EXERCISE REQUIREMENTS » Reproduce exactly, from the data that follows, the line with "Render the collector", the line with "if let Some(ca)", and every line that lies between them.

MATERIAL PROVIDED »
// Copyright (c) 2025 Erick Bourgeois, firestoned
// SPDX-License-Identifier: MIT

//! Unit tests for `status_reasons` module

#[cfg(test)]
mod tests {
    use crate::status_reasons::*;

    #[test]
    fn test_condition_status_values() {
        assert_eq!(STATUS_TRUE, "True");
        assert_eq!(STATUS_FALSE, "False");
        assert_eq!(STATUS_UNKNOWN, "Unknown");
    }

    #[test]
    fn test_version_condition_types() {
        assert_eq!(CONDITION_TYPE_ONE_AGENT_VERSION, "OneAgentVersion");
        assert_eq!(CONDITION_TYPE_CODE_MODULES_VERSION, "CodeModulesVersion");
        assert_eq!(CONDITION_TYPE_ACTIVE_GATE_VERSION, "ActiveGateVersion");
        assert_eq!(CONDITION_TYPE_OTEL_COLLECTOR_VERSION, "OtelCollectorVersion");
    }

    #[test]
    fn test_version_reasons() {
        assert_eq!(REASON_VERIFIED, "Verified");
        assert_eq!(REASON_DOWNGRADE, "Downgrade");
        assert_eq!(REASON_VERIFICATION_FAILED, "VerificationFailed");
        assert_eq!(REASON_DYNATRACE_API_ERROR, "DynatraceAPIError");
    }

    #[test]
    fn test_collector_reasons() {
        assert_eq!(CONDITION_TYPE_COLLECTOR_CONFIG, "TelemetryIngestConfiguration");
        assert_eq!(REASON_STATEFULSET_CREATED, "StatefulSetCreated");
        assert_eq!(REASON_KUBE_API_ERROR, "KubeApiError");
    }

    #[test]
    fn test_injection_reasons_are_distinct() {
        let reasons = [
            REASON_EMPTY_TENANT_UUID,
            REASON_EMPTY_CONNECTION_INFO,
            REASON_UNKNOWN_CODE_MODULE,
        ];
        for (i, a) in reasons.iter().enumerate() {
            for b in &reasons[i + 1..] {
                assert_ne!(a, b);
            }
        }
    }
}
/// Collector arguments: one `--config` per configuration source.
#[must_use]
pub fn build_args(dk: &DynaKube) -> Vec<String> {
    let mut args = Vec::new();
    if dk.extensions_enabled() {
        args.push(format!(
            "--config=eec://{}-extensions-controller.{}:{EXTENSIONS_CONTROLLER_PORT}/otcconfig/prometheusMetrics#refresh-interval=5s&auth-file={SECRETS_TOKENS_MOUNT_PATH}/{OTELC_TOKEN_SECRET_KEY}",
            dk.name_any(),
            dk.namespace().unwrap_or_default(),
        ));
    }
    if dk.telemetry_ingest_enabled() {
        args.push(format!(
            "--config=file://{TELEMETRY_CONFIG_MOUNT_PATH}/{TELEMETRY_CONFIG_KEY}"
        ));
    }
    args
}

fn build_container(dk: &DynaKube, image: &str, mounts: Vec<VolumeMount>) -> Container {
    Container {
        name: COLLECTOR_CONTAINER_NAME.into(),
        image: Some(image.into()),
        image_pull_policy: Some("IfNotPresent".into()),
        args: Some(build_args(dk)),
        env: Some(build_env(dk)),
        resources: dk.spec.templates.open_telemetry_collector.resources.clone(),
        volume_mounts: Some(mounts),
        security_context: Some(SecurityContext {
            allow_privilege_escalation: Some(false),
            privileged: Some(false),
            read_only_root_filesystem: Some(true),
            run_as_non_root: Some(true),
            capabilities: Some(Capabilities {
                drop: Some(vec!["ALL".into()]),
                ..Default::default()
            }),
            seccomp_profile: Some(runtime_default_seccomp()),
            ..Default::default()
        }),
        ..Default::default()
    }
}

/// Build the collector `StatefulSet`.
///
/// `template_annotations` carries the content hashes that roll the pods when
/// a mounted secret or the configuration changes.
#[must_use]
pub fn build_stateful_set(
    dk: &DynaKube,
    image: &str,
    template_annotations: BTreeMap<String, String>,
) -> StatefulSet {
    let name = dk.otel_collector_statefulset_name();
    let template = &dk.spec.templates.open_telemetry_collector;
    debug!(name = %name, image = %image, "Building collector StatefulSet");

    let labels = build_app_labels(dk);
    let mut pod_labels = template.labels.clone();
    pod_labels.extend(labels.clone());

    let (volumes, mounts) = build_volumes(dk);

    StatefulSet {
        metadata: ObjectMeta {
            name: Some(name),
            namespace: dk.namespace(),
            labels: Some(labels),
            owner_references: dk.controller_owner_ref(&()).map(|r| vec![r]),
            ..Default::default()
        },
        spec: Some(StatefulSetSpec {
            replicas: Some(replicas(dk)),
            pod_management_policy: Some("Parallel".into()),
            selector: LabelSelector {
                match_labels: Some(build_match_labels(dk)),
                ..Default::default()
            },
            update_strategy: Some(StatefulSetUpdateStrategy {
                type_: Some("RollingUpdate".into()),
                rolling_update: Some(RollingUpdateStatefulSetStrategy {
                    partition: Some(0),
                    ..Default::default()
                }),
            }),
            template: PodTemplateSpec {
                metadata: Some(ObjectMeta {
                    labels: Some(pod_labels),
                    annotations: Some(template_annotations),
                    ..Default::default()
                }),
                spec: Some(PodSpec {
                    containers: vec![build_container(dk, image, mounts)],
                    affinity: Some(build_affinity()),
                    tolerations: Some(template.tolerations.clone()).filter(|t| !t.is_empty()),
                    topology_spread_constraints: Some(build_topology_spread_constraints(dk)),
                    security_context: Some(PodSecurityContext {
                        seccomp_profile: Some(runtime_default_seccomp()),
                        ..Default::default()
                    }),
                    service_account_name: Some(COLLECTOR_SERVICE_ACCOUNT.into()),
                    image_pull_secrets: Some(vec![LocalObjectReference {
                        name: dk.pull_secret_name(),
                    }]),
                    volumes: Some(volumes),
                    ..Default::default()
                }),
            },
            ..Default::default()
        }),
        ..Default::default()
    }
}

==

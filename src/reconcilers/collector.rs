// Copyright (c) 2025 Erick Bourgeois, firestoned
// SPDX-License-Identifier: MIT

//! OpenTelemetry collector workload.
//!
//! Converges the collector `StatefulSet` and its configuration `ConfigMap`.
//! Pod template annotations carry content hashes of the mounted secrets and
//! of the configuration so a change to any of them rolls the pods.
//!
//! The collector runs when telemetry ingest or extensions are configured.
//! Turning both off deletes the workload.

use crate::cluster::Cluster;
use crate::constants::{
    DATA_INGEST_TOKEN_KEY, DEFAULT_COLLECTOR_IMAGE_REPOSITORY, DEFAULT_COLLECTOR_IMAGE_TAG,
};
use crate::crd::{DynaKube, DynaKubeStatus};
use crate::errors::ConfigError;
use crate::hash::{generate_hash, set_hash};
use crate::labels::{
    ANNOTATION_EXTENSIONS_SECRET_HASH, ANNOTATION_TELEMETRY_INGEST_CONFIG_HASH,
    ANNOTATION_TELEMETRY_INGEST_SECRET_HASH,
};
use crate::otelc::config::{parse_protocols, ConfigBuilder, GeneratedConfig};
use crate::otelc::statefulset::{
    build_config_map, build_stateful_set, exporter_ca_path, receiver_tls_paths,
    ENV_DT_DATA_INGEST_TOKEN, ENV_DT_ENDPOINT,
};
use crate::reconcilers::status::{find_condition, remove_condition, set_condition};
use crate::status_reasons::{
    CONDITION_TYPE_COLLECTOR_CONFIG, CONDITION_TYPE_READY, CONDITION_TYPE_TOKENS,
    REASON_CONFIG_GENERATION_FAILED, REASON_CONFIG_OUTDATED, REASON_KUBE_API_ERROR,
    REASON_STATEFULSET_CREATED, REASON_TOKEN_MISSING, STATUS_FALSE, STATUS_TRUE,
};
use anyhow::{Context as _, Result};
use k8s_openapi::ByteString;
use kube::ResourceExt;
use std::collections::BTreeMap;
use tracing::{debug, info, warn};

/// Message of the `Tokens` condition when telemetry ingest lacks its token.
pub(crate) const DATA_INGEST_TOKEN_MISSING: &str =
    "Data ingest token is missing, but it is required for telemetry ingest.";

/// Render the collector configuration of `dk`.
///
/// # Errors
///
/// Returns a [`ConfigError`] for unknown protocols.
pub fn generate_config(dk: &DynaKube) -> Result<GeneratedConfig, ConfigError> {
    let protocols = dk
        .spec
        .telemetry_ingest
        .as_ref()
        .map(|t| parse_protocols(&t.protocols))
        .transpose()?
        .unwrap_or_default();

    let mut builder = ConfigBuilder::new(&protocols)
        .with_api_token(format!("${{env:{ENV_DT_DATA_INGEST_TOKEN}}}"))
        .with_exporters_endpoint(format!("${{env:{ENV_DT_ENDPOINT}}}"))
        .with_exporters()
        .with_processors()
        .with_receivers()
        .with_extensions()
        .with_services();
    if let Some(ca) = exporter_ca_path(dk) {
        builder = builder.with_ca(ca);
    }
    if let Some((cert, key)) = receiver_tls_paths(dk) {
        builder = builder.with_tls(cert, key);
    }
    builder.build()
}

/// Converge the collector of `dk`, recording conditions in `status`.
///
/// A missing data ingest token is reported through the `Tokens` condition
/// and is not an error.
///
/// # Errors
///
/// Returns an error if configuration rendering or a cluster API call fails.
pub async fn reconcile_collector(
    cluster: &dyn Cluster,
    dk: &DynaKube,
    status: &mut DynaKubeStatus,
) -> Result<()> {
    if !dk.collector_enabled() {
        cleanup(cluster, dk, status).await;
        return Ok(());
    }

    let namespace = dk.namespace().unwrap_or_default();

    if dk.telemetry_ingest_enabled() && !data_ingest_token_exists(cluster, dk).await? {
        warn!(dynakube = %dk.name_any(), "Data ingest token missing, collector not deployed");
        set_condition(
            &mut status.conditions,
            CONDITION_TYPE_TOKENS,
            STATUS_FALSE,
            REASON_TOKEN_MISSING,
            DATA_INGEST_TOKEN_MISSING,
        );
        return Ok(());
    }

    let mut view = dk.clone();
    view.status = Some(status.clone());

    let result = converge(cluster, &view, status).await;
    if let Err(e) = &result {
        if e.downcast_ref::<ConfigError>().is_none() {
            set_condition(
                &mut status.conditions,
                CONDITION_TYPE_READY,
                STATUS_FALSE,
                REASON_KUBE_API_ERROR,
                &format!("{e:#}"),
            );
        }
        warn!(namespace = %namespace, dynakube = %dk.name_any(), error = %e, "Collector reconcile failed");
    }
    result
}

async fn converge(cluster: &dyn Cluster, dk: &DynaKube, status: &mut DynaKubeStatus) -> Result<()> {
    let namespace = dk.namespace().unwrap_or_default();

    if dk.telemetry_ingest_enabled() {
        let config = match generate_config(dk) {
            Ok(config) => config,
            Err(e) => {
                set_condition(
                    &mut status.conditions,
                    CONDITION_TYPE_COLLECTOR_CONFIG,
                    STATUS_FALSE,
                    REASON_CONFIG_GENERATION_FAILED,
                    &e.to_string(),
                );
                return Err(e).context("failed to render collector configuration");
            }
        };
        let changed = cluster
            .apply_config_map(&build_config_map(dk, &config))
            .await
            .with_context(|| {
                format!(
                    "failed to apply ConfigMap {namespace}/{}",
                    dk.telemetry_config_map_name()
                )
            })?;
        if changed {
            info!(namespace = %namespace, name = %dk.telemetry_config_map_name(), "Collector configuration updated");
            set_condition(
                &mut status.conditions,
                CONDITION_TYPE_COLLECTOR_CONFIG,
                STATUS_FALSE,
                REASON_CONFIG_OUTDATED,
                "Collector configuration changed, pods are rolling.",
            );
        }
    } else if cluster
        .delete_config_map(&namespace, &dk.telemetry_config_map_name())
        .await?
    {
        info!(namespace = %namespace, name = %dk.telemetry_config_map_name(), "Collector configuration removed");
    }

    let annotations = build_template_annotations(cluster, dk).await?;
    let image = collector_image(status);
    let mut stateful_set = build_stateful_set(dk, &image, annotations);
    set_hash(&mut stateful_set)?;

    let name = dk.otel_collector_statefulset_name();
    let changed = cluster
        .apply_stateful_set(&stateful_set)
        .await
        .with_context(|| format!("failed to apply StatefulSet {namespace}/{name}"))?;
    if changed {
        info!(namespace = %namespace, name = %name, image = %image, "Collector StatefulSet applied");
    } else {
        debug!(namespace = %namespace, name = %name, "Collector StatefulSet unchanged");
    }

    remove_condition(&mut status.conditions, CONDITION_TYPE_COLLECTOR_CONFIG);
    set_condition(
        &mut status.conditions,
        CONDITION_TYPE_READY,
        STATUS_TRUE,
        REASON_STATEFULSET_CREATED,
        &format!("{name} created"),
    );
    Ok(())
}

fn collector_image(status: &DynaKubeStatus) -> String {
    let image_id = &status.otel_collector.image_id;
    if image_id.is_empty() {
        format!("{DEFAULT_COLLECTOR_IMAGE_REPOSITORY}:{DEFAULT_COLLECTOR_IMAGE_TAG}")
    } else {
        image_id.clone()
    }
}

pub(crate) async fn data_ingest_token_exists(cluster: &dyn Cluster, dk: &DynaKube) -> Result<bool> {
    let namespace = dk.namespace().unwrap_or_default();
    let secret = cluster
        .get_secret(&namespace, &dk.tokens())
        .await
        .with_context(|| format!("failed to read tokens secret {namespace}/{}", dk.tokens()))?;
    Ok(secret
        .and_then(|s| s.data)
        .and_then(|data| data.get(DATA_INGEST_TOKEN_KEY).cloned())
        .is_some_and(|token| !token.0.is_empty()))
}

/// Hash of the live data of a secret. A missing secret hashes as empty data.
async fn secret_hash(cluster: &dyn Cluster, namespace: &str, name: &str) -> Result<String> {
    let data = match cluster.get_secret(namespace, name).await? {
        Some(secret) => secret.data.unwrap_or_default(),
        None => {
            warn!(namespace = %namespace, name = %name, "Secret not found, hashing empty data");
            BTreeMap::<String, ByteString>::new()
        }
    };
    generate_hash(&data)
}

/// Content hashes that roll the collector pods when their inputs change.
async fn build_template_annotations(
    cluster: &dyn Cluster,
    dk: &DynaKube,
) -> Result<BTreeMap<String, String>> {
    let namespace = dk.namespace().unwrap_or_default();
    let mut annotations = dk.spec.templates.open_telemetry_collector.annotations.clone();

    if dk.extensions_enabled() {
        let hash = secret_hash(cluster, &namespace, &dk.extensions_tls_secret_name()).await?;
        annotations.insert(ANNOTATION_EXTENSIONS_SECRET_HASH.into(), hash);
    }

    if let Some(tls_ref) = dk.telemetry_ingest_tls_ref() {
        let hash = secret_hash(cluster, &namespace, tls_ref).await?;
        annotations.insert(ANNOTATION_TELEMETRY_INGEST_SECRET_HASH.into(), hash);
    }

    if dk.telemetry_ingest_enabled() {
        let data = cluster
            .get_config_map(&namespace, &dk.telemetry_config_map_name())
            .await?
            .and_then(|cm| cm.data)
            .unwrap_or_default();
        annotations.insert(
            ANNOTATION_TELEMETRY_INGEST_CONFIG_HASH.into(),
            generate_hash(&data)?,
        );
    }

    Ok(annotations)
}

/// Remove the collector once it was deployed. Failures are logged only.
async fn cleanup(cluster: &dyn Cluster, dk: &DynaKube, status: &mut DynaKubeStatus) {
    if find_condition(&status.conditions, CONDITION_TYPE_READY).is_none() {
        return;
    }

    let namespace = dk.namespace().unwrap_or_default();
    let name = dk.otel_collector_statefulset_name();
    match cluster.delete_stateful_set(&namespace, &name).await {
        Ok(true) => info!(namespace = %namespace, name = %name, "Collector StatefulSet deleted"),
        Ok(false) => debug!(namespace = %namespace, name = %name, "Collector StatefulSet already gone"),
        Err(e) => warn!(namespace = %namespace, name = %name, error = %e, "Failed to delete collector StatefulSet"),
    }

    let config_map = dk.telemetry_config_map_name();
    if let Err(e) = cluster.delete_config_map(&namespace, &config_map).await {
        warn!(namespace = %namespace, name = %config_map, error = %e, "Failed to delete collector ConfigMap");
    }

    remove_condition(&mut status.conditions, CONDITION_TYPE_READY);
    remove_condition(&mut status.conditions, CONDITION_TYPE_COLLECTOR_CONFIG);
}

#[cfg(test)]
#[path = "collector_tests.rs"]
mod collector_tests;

ANSWER SPACE »
/// Render the collector configuration of `dk`.
///
/// # Errors
///
/// Returns a [`ConfigError`] for unknown protocols.
pub fn generate_config(dk: &DynaKube) -> Result<GeneratedConfig, ConfigError> {
    let protocols = dk
        .spec
        .telemetry_ingest
        .as_ref()
        .map(|t| parse_protocols(&t.protocols))
        .transpose()?
        .unwrap_or_default();

    let mut builder = ConfigBuilder::new(&protocols)
        .with_api_token(format!("${{env:{ENV_DT_DATA_INGEST_TOKEN}}}"))
        .with_exporters_endpoint(format!("${{env:{ENV_DT_ENDPOINT}}}"))
        .with_exporters()
        .with_processors()
        .with_receivers()
        .with_extensions()
        .with_services();
    if let Some(ca) = exporter_ca_path(dk) {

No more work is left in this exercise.